**The problem**
Using the data below, gather each line that includes the word "deadlock".

◆ ◆ ◆ ◆ ◆

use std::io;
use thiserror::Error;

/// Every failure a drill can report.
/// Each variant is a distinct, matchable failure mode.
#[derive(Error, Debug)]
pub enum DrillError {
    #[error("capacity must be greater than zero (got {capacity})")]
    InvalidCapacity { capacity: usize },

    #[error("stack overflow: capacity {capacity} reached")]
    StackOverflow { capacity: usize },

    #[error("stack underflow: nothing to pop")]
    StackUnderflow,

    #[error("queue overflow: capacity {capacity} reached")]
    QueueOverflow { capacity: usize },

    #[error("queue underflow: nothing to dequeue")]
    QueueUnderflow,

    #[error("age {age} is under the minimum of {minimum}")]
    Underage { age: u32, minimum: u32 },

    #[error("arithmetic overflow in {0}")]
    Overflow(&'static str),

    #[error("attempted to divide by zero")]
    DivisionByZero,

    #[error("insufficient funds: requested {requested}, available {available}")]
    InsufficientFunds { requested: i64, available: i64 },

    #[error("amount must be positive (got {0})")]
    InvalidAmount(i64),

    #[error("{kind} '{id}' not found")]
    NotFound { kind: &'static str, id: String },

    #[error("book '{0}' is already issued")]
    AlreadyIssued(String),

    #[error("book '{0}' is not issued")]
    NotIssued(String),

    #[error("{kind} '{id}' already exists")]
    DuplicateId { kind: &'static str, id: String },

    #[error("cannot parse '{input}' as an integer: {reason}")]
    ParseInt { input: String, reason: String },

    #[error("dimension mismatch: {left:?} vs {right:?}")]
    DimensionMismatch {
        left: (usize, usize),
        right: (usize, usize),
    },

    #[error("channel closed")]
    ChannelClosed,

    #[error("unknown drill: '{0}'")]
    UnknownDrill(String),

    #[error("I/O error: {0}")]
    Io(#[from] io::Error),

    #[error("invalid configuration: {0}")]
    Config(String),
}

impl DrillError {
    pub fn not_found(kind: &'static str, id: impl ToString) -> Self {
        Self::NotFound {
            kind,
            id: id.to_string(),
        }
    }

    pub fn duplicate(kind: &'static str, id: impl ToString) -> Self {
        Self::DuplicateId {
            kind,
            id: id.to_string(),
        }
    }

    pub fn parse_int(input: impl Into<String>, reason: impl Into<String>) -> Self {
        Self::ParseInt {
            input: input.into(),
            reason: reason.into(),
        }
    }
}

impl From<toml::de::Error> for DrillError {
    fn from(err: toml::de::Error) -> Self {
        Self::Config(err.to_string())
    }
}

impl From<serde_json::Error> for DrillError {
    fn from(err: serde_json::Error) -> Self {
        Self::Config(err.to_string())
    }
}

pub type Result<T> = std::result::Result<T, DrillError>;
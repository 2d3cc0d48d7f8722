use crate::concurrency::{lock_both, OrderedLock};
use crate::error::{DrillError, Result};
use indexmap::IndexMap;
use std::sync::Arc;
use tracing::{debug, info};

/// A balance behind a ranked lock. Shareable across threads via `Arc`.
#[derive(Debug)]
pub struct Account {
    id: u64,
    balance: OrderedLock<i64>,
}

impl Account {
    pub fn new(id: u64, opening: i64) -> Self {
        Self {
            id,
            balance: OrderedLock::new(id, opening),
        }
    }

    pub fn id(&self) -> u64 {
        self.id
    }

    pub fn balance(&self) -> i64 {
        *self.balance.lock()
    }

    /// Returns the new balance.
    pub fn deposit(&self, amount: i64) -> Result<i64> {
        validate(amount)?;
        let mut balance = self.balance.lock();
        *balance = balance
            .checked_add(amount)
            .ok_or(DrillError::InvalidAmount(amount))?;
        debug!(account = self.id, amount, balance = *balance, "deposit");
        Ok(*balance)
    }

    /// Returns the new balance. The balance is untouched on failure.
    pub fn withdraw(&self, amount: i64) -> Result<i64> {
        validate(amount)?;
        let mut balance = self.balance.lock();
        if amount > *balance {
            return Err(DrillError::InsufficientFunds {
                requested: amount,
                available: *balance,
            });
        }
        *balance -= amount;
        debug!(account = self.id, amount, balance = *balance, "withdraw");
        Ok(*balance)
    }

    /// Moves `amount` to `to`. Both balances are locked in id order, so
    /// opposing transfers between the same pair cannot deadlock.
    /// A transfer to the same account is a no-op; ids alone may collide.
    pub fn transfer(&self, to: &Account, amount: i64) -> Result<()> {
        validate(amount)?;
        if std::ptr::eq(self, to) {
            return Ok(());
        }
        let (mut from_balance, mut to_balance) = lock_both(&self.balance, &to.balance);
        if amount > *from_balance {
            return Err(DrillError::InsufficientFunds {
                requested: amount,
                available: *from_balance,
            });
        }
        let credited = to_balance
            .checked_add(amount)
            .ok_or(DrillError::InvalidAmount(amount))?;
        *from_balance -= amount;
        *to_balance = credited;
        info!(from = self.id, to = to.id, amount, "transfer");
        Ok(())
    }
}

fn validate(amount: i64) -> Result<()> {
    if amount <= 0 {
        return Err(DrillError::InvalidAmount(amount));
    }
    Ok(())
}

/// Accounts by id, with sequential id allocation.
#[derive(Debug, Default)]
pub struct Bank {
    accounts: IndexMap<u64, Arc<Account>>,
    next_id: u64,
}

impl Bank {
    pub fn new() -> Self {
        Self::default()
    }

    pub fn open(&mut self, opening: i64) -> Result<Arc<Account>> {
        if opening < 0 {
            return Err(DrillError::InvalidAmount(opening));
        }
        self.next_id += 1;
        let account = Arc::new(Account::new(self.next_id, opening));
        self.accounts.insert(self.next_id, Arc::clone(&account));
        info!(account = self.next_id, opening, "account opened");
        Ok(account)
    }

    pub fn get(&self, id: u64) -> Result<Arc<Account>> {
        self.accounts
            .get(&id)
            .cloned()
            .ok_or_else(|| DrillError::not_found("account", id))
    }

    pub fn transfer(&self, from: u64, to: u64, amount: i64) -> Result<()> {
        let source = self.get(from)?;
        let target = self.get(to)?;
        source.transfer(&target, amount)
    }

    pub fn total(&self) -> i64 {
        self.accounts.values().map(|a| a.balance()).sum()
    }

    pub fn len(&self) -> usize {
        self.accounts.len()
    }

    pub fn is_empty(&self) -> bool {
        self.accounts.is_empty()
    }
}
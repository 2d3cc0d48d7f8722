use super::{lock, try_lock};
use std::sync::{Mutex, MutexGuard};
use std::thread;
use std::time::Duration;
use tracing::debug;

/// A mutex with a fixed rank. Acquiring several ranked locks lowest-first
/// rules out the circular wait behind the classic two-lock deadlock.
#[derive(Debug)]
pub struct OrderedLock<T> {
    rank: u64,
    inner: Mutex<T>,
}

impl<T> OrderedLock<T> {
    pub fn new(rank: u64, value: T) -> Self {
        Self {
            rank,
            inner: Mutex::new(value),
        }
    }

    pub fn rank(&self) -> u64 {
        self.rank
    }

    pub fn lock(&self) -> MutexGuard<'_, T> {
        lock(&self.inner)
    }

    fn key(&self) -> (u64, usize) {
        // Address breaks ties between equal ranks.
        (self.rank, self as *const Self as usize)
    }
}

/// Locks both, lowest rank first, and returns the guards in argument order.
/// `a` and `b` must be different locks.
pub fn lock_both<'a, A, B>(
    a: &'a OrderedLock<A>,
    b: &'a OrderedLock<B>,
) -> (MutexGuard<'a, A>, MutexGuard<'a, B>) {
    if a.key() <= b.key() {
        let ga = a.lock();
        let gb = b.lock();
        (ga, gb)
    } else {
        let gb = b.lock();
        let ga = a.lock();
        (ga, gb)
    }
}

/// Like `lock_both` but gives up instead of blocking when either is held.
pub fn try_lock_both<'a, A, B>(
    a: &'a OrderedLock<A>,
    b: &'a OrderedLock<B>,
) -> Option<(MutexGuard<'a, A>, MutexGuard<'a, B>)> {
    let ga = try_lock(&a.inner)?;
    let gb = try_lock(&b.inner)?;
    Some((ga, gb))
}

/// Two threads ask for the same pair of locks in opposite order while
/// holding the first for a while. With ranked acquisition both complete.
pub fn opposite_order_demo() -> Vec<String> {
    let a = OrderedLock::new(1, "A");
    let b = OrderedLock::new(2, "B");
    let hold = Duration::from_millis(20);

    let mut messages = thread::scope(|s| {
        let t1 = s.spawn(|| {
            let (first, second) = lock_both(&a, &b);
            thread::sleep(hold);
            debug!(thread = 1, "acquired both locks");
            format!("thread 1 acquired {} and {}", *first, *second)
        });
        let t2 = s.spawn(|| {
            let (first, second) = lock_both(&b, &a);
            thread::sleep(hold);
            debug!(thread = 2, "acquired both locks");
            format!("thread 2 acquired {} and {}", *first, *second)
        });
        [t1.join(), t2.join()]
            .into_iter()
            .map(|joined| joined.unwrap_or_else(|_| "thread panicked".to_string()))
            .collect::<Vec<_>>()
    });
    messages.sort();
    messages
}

◆ ◆ ◆ ◆ ◆

**Task solution**
    /// opposing transfers between the same pair cannot deadlock.
/// rules out the circular wait behind the classic two-lock deadlock.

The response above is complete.